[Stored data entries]
= Beginning of Section =

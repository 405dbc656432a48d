pub use crate::borrow::Borrow;
pub use crate::errors::AlgebraError;
pub use crate::fmt::Formatter;
pub use crate::iter::Sum;
pub use crate::ops::*;
pub use crate::rand::{CryptoRng, Rng, RngCore, SeedableRng};
pub use crate::rand_helper::test_rng;
pub use crate::serialization::*;
pub use crate::traits::{Domain, Group, Pairing, Scalar};
pub use crate::{serialize_deserialize, One, UniformRand, Zero};
pub use ark_std::{string::String, vec, vec::Vec};
pub use itertools::Itertools;

pub(crate) type Result<T> = core::result::Result<T, AlgebraError>;
use crate::bn254::{BN254Scalar, BN254G1, BN254G2};
use crate::prelude::*;
use base64::{engine::general_purpose::URL_SAFE, Engine};

/// Helper trait to serialize objects that implement from/to bytes
pub trait FromToBytes: Sized {
    /// Convert to the bytes used on the wire.
    fn to_serialized_bytes(&self) -> Vec<u8>;
    /// Reconstruct from the bytes used on the wire.
    fn from_serialized_bytes(bytes: &[u8]) -> Result<Self>;
}

/// Encode bytes as url-safe base64.
pub fn b64enc<T: ?Sized + AsRef<[u8]>>(input: &T) -> String {
    URL_SAFE.encode(input)
}

/// Decode url-safe base64.
pub fn b64dec<T: ?Sized + AsRef<[u8]>>(input: &T) -> Result<Vec<u8>> {
    URL_SAFE
        .decode(input)
        .map_err(|_| AlgebraError::DeserializationError)
}

/// Derive serde `Serialize`/`Deserialize` for a type implementing `FromToBytes`:
/// base64 strings for human-readable formats, raw bytes otherwise.
#[macro_export]
macro_rules! serialize_deserialize {
    ($t:ident) => {
        impl ::serde::Serialize for $t {
            fn serialize<S>(&self, serializer: S) -> ::core::result::Result<S::Ok, S::Error>
            where
                S: ::serde::Serializer,
            {
                let bytes = $crate::serialization::FromToBytes::to_serialized_bytes(self);
                if serializer.is_human_readable() {
                    serializer.serialize_str(&$crate::serialization::b64enc(&bytes))
                } else {
                    serializer.serialize_bytes(&bytes)
                }
            }
        }

        impl<'de> ::serde::Deserialize<'de> for $t {
            fn deserialize<D>(deserializer: D) -> ::core::result::Result<Self, D::Error>
            where
                D: ::serde::Deserializer<'de>,
            {
                let bytes = if deserializer.is_human_readable() {
                    deserializer.deserialize_str($crate::serialization::obj_serde::BytesVisitor)?
                } else {
                    deserializer.deserialize_bytes($crate::serialization::obj_serde::BytesVisitor)?
                };
                <$t as $crate::serialization::FromToBytes>::from_serialized_bytes(bytes.as_slice())
                    .map_err(::serde::de::Error::custom)
            }
        }
    };
}

/// The serde visitor shared by `serialize_deserialize!`.
pub mod obj_serde {
    use crate::prelude::*;
    use serde::de::{SeqAccess, Visitor};

    /// Collects bytes from a byte string, a sequence or a base64 string.
    pub struct BytesVisitor;

    impl<'de> Visitor<'de> for BytesVisitor {
        type Value = Vec<u8>;

        fn expecting(&self, formatter: &mut Formatter<'_>) -> core::fmt::Result {
            formatter.write_str("a valid FromToBytes object")
        }

        fn visit_seq<V>(self, mut seq: V) -> core::result::Result<Vec<u8>, V::Error>
        where
            V: SeqAccess<'de>,
        {
            let mut vec: Vec<u8> = vec![];
            while let Some(x) = seq.next_element()? {
                vec.push(x);
            }
            Ok(vec)
        }

        fn visit_bytes<E>(self, v: &[u8]) -> core::result::Result<Vec<u8>, E> {
            Ok(v.to_vec())
        }

        fn visit_str<E>(self, v: &str) -> core::result::Result<Vec<u8>, E>
        where
            E: serde::de::Error,
        {
            b64dec(v).map_err(serde::de::Error::custom)
        }
    }
}

macro_rules! to_from_bytes_scalar {
    ($t:ident) => {
        impl FromToBytes for $t {
            fn to_serialized_bytes(&self) -> Vec<u8> {
                self.to_bytes()
            }
            fn from_serialized_bytes(bytes: &[u8]) -> Result<$t> {
                $t::from_bytes(bytes)
            }
        }
    };
}

to_from_bytes_scalar!(BN254Scalar);
serialize_deserialize!(BN254Scalar);

macro_rules! to_from_bytes_group {
    ($g:ident) => {
        impl FromToBytes for $g {
            fn to_serialized_bytes(&self) -> Vec<u8> {
                self.to_compressed_bytes()
            }
            fn from_serialized_bytes(bytes: &[u8]) -> Result<$g> {
                $g::from_compressed_bytes(bytes)
            }
        }
    };
}

to_from_bytes_group!(BN254G1);
to_from_bytes_group!(BN254G2);
serialize_deserialize!(BN254G1);
serialize_deserialize!(BN254G2);

#[cfg(test)]
mod test {
    use crate::bn254::{BN254Scalar, BN254G1, BN254G2};
    use crate::prelude::*;

    #[test]
    fn json_round_trip_uses_base64() {
        let mut prng = test_rng();
        let s = BN254Scalar::random(&mut prng);
        let json = serde_json::to_string(&s).unwrap();
        assert_eq!(json, format!("\"{}\"", b64enc(&s.to_bytes())));
        let s_back: BN254Scalar = serde_json::from_str(&json).unwrap();
        assert_eq!(s, s_back);

        let p = BN254G1::random(&mut prng);
        let p_back: BN254G1 = serde_json::from_str(&serde_json::to_string(&p).unwrap()).unwrap();
        assert_eq!(p, p_back);

        let q = BN254G2::random(&mut prng);
        let q_back: BN254G2 = serde_json::from_str(&serde_json::to_string(&q).unwrap()).unwrap();
        assert_eq!(q, q_back);
    }

    #[test]
    fn rejects_garbage() {
        assert!(serde_json::from_str::<BN254G1>("\"not base64!\"").is_err());
        let junk = b64enc(&[0xffu8; 32]);
        assert!(serde_json::from_str::<BN254G1>(&format!("\"{}\"", junk)).is_err());
        assert!(serde_json::from_str::<BN254Scalar>(&format!("\"{}\"", junk)).is_err());
    }
}
//! Verifier for PLONK proofs with KZG polynomial commitments over BN254.
//!
//! The `test-utils` feature additionally builds a small arithmetic
//! constraint system, an indexer and a prover that produce proofs this
//! verifier accepts.
#![deny(missing_docs)]
#![allow(clippy::needless_borrow)]
#![allow(clippy::upper_case_acronyms)]
#![allow(clippy::too_many_arguments)]

/// Module for the errors of the verifier.
pub mod errors;

/// Module for the PLONK protocol.
pub mod plonk;

/// Module for polynomial commitments.
pub mod poly_commit;

pub use errors::{OpeningPoint, PlonkError};
//! The PLONK verifier, its SHA-256 Fiat-Shamir transcript and the test prover.

/// Module for help functions shared by the prover and the verifier.
pub mod helpers;

/// Module for the constraint system.
#[cfg(any(test, feature = "test-utils"))]
pub mod constraint_system;

/// Module for prover.
#[cfg(any(test, feature = "test-utils"))]
pub mod prover;

/// Module for indexer.
pub mod indexer;

/// Module for transcript.
pub mod transcript;

/// Module for verifier.
pub mod verifier;
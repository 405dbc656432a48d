use crate::errors::{PlonkError, Result};
use crate::poly_commit::pcs::{BatchOpeningProof, OpeningProof, PolyComScheme};
use kestrel_algebra::prelude::*;
use serde::{Deserialize, Serialize};

#[cfg(any(test, feature = "test-utils"))]
use crate::plonk::constraint_system::ConstraintSystem;
#[cfg(any(test, feature = "test-utils"))]
use ark_std::{end_timer, start_timer};
#[cfg(any(test, feature = "test-utils"))]
use crate::poly_commit::{field_polynomial::FpPolynomial, kzg_poly_com::KZGCommitmentScheme};

/// The number of values in the batched opening at \zeta.
pub const N_BATCHED_EVALS: usize = 7;

/// The data structure of a Plonk proof.
#[derive(Debug, Deserialize, Eq, PartialEq, Serialize, Clone)]
pub struct PlonkProof<C, F> {
    /// The commitments of the wire polynomials L, R and O.
    pub cm_lro: [C; 3],
    /// The commitment of the permutation accumulator Z.
    pub cm_z: C,
    /// The split quotient polynomial commitments H0, H1 and H2.
    pub cm_h: [C; 3],
    /// The batched opening at \zeta of the folded quotient, the linearization,
    /// L, R, O, S1 and S2, with the claimed values in that order.
    pub batched_proof: BatchOpeningProof<C, F>,
    /// The opening of Z at \zeta * \omega.
    pub z_shifted_opening: OpeningProof<C, F>,
}

/// The type of the Plonk proof with a specific polynomial commitment scheme.
pub type PlonkPf<PCS> =
    PlonkProof<<PCS as PolyComScheme>::Commitment, <PCS as PolyComScheme>::Field>;

/// The claimed evaluations carried by a proof, by name.
#[derive(Debug, Clone, Copy, PartialEq, Eq)]
pub struct ProofEvaluations<F> {
    /// H(\zeta).
    pub quotient: F,
    /// r(\zeta), the linearization polynomial.
    pub linearized: F,
    /// L(\zeta), R(\zeta) and O(\zeta).
    pub wires: [F; 3],
    /// S1(\zeta) and S2(\zeta).
    pub sigmas: [F; 2],
    /// Z(\zeta * \omega).
    pub zu: F,
}

impl<C, F: Scalar> PlonkProof<C, F> {
    /// Read the claimed evaluations, failing if the batched opening
    /// does not carry exactly `N_BATCHED_EVALS` values.
    pub fn evaluations(&self) -> Result<ProofEvaluations<F>> {
        match self.batched_proof.claimed_values.as_slice() {
            [quotient, linearized, a, b, c, s1, s2] => Ok(ProofEvaluations {
                quotient: *quotient,
                linearized: *linearized,
                wires: [*a, *b, *c],
                sigmas: [*s1, *s2],
                zu: self.z_shifted_opening.claimed_value,
            }),
            _ => Err(PlonkError::ProofShapeError),
        }
    }
}

/// Plonk verifier parameters.
#[derive(Debug, Serialize, Deserialize, Clone, PartialEq, Eq)]
pub struct PlonkVerifierParams<C, F> {
    /// The size of the evaluation domain, a power of two.
    pub size: usize,
    /// The inverse of `size` in the field.
    pub size_inv: F,
    /// The generator \omega of the evaluation domain.
    pub generator: F,
    /// The commitments of the selectors, in the order ql, qr, qm, qo, qk.
    pub cm_q_vec: [C; 5],
    /// The commitments of the permutation polynomials S1, S2 and S3.
    pub cm_s_vec: [C; 3],
    /// The coset shifts u and u^2 of the second and third wire.
    pub shifter: [F; 2],
}

/// Define the PLONK verifier params by given `PolyComScheme`.
pub type PlonkVK<PCS> =
    PlonkVerifierParams<<PCS as PolyComScheme>::Commitment, <PCS as PolyComScheme>::Field>;

impl<C, F: Scalar> PlonkVerifierParams<C, F> {
    /// Check that the domain data is consistent: `size` is a power of two
    /// (at least 2), `size * size_inv = 1` and `generator` has order exactly `size`.
    pub fn check(&self) -> Result<()> {
        let n = self.size;
        if n < 2 || !n.is_power_of_two() {
            return Err(PlonkError::VerifierParamsError);
        }
        if !F::from(n as u64).mul(&self.size_inv).is_one() {
            return Err(PlonkError::VerifierParamsError);
        }
        if !self.generator.pow(&[n as u64]).is_one()
            || self.generator.pow(&[(n / 2) as u64]).is_one()
        {
            return Err(PlonkError::VerifierParamsError);
        }
        Ok(())
    }
}

/// Plonk prover parameters.
#[cfg(any(test, feature = "test-utils"))]
#[derive(Debug, Clone)]
pub struct PlonkProverParams<C, F> {
    /// The polynomials of the selectors ql, qr, qm, qo and qk.
    pub q_polys: [FpPolynomial<F>; 5],
    /// The polynomials of S1, S2 and S3.
    pub s_polys: [FpPolynomial<F>; 3],
    /// The evaluations of S1, S2 and S3 over the domain.
    pub s_evals: [Vec<F>; 3],
    /// The elements of the group.
    pub group: Vec<F>,
    /// The Plonk verifier parameters.
    pub verifier_params: PlonkVerifierParams<C, F>,
}

/// Prover parameters over a particular polynomial commitment scheme.
#[cfg(any(test, feature = "test-utils"))]
pub type PlonkPK<PCS> =
    PlonkProverParams<<PCS as PolyComScheme>::Commitment, <PCS as PolyComScheme>::Field>;

#[cfg(any(test, feature = "test-utils"))]
impl<C, F> PlonkProverParams<C, F> {
    /// Return the verifier parameters.
    pub fn get_verifier_params(self) -> PlonkVerifierParams<C, F> {
        self.verifier_params
    }

    /// Return a reference of verifier parameters.
    pub fn get_verifier_params_ref(&self) -> &PlonkVerifierParams<C, F> {
        &self.verifier_params
    }
}

/// Encode the permutation value, from an index to a group element:
/// position `i * n + j` maps to `k_i * \omega^j`.
pub fn encode_perm_to_group<F: Scalar>(group: &[F], perm: &[usize], k: &[F]) -> Vec<F> {
    let n = group.len();
    perm.iter()
        .map(|pi| k[pi / n].mul(&group[pi % n]))
        .collect()
}

/// Run the Plonk indexer.
/// Before invoking indexer function, the constraint system `cs` should pad the number of
/// constraints to a power of two.
#[cfg(any(test, feature = "test-utils"))]
pub fn indexer<P: Pairing, CS: ConstraintSystem<Field = P::ScalarField>>(
    cs: &CS,
    pcs: &KZGCommitmentScheme<P>,
) -> Result<PlonkPK<KZGCommitmentScheme<P>>>
where
    P::ScalarField: Domain,
{
    let indexer_timer = start_timer!(|| "PLONK indexer");
    let n = cs.size();
    let domain =
        FpPolynomial::<P::ScalarField>::evaluation_domain(n).ok_or(PlonkError::VerifierParamsError)?;
    let generator = P::ScalarField::from_field(domain.group_gen);

    let mut group = Vec::with_capacity(n);
    let mut elem = P::ScalarField::one();
    for _ in 0..n {
        group.push(elem);
        elem.mul_assign(&generator);
    }

    // 1. selectors
    let mut q_polys = Vec::with_capacity(cs.num_selectors());
    let mut cm_q_vec = Vec::with_capacity(cs.num_selectors());
    for i in 0..cs.num_selectors() {
        let q_poly = FpPolynomial::ifft_with_domain(&domain, cs.selector(i)?);
        cm_q_vec.push(pcs.commit(&q_poly)?);
        q_polys.push(q_poly);
    }

    // 2. permutation, with the cosets 1, u, u^2
    let u = P::ScalarField::multiplicative_generator();
    let u_square = u.square();
    let k = [P::ScalarField::one(), u, u_square];
    let perm = cs.compute_permutation();
    let s_evals_flat = encode_perm_to_group(&group, &perm, &k);
    let mut s_evals = Vec::with_capacity(3);
    let mut s_polys = Vec::with_capacity(3);
    let mut cm_s_vec = Vec::with_capacity(3);
    for chunk in s_evals_flat.chunks(n) {
        let s_poly = FpPolynomial::ifft_with_domain(&domain, chunk);
        cm_s_vec.push(pcs.commit(&s_poly)?);
        s_polys.push(s_poly);
        s_evals.push(chunk.to_vec());
    }

    let size_inv = P::ScalarField::from(n as u64).inv()?;
    let verifier_params = PlonkVerifierParams {
        size: n,
        size_inv,
        generator,
        cm_q_vec: cm_q_vec
            .try_into()
            .map_err(|_| PlonkError::VerifierParamsError)?,
        cm_s_vec: cm_s_vec
            .try_into()
            .map_err(|_| PlonkError::VerifierParamsError)?,
        shifter: [u, u_square],
    };
    verifier_params.check()?;

    let prover_params = PlonkProverParams {
        q_polys: q_polys
            .try_into()
            .map_err(|_| PlonkError::VerifierParamsError)?,
        s_polys: s_polys
            .try_into()
            .map_err(|_| PlonkError::VerifierParamsError)?,
        s_evals: s_evals
            .try_into()
            .map_err(|_| PlonkError::VerifierParamsError)?,
        group,
        verifier_params,
    };
    end_timer!(indexer_timer);
    Ok(prover_params)
}

#[cfg(test)]
mod test {
    use crate::errors::PlonkError;
    use crate::plonk::{
        constraint_system::{ArithCS, ConstraintSystem},
        indexer::{encode_perm_to_group, indexer},
    };
    use crate::poly_commit::{field_polynomial::FpPolynomial, kzg_poly_com::KZGCommitmentSchemeBN254};
    use kestrel_algebra::{bn254::BN254Scalar, prelude::*};

    type F = BN254Scalar;

    #[test]
    fn test_encode_perm() {
        let g = F::from(7u32);
        let group = vec![F::one(), g];
        let k = [F::one(), F::from(5u32), F::from(25u32)];
        let values = encode_perm_to_group(&group, &[1, 2, 5, 0, 4, 3], &k);
        assert_eq!(
            values,
            vec![g, F::from(5u32), g.mul(&F::from(25u32)), F::one(), F::from(25u32), g.mul(&F::from(5u32))]
        );
    }

    #[test]
    fn test_indexer() {
        let mut prng = test_rng();
        let mut cs = ArithCS::new();
        let x = cs.new_variable(F::from(3u32));
        cs.prepare_pi_variable(x);
        let y = cs.mul(x, x);
        cs.insert_constant_gate(y, F::from(9u32));
        cs.pad();

        let pcs = KZGCommitmentSchemeBN254::new(cs.size() + 2, &mut prng);
        let params = indexer(&cs, &pcs).unwrap();
        let vk = params.get_verifier_params_ref();
        assert!(vk.check().is_ok());
        assert_eq!(vk.size, 4);
        assert_eq!(vk.shifter[0], F::from(5u32));
        assert_eq!(vk.shifter[1], F::from(25u32));
        assert_eq!(vk.cm_q_vec[0], pcs.commit(&params.q_polys[0]).unwrap());
        assert_eq!(vk.cm_s_vec[2], pcs.commit(&params.s_polys[2]).unwrap());

        // the selector polynomials interpolate the selectors over the group
        for (i, point) in params.group.iter().enumerate() {
            assert_eq!(params.q_polys[2].eval(point), cs.selector(2).unwrap()[i]);
            assert_eq!(params.s_polys[1].eval(point), params.s_evals[1][i]);
        }

        let domain = FpPolynomial::<F>::evaluation_domain(4).unwrap();
        assert_eq!(vk.generator, F::from_field(domain.group_gen));
    }

    #[test]
    fn test_verifier_params_check() {
        let mut prng = test_rng();
        let mut cs = ArithCS::<F>::new();
        let x = cs.new_variable(F::one());
        cs.insert_constant_gate(x, F::one());
        cs.pad();
        let pcs = KZGCommitmentSchemeBN254::new(cs.size() + 2, &mut prng);
        let vk = indexer(&cs, &pcs).unwrap().get_verifier_params();

        let mut bad = vk.clone();
        bad.size = 6;
        assert_eq!(bad.check(), Err(PlonkError::VerifierParamsError));

        let mut bad = vk.clone();
        bad.size_inv = F::one();
        assert_eq!(bad.check(), Err(PlonkError::VerifierParamsError));

        // \omega^2 has order n / 2
        let mut bad = vk.clone();
        bad.generator = vk.generator.square();
        assert_eq!(bad.check(), Err(PlonkError::VerifierParamsError));

        let mut bad = vk;
        bad.generator = F::from(3u32);
        assert_eq!(bad.check(), Err(PlonkError::VerifierParamsError));
    }
}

= End of Section =

* _EXERCISE_
From the first line of the data through the line with "impl<'de> ::serde::Deserialize<'de> for", quote each line exactly and add nothing else.

* _SOLVED EXERCISE_
repository 405dbc656432a48d
pub use crate::borrow::Borrow;
pub use crate::errors::AlgebraError;
pub use crate::fmt::Formatter;
pub use crate::iter::Sum;
pub use crate::ops::*;
pub use crate::rand::{CryptoRng, Rng, RngCore, SeedableRng};
pub use crate::rand_helper::test_rng;
pub use crate::serialization::*;
pub use crate::traits::{Domain, Group, Pairing, Scalar};
pub use crate::{serialize_deserialize, One, UniformRand, Zero};
pub use ark_std::{string::String, vec, vec::Vec};
pub use itertools::Itertools;

pub(crate) type Result<T> = core::result::Result<T, AlgebraError>;
use crate::bn254::{BN254Scalar, BN254G1, BN254G2};
use crate::prelude::*;
use base64::{engine::general_purpose::URL_SAFE, Engine};

/// Helper trait to serialize objects that implement from/to bytes
pub trait FromToBytes: Sized {
    /// Convert to the bytes used on the wire.
    fn to_serialized_bytes(&self) -> Vec<u8>;
    /// Reconstruct from the bytes used on the wire.
    fn from_serialized_bytes(bytes: &[u8]) -> Result<Self>;
}

/// Encode bytes as url-safe base64.
pub fn b64enc<T: ?Sized + AsRef<[u8]>>(input: &T) -> String {
    URL_SAFE.encode(input)
}

/// Decode url-safe base64.
pub fn b64dec<T: ?Sized + AsRef<[u8]>>(input: &T) -> Result<Vec<u8>> {
    URL_SAFE
        .decode(input)
        .map_err(|_| AlgebraError::DeserializationError)
}

/// Derive serde `Serialize`/`Deserialize` for a type implementing `FromToBytes`:
/// base64 strings for human-readable formats, raw bytes otherwise.
#[macro_export]
macro_rules! serialize_deserialize {
    ($t:ident) => {
        impl ::serde::Serialize for $t {
            fn serialize<S>(&self, serializer: S) -> ::core::result::Result<S::Ok, S::Error>
            where
                S: ::serde::Serializer,
            {
                let bytes = $crate::serialization::FromToBytes::to_serialized_bytes(self);
                if serializer.is_human_readable() {
                    serializer.serialize_str(&$crate::serialization::b64enc(&bytes))
                } else {
                    serializer.serialize_bytes(&bytes)
                }
            }
        }

        impl<'de> ::serde::Deserialize<'de> for $t {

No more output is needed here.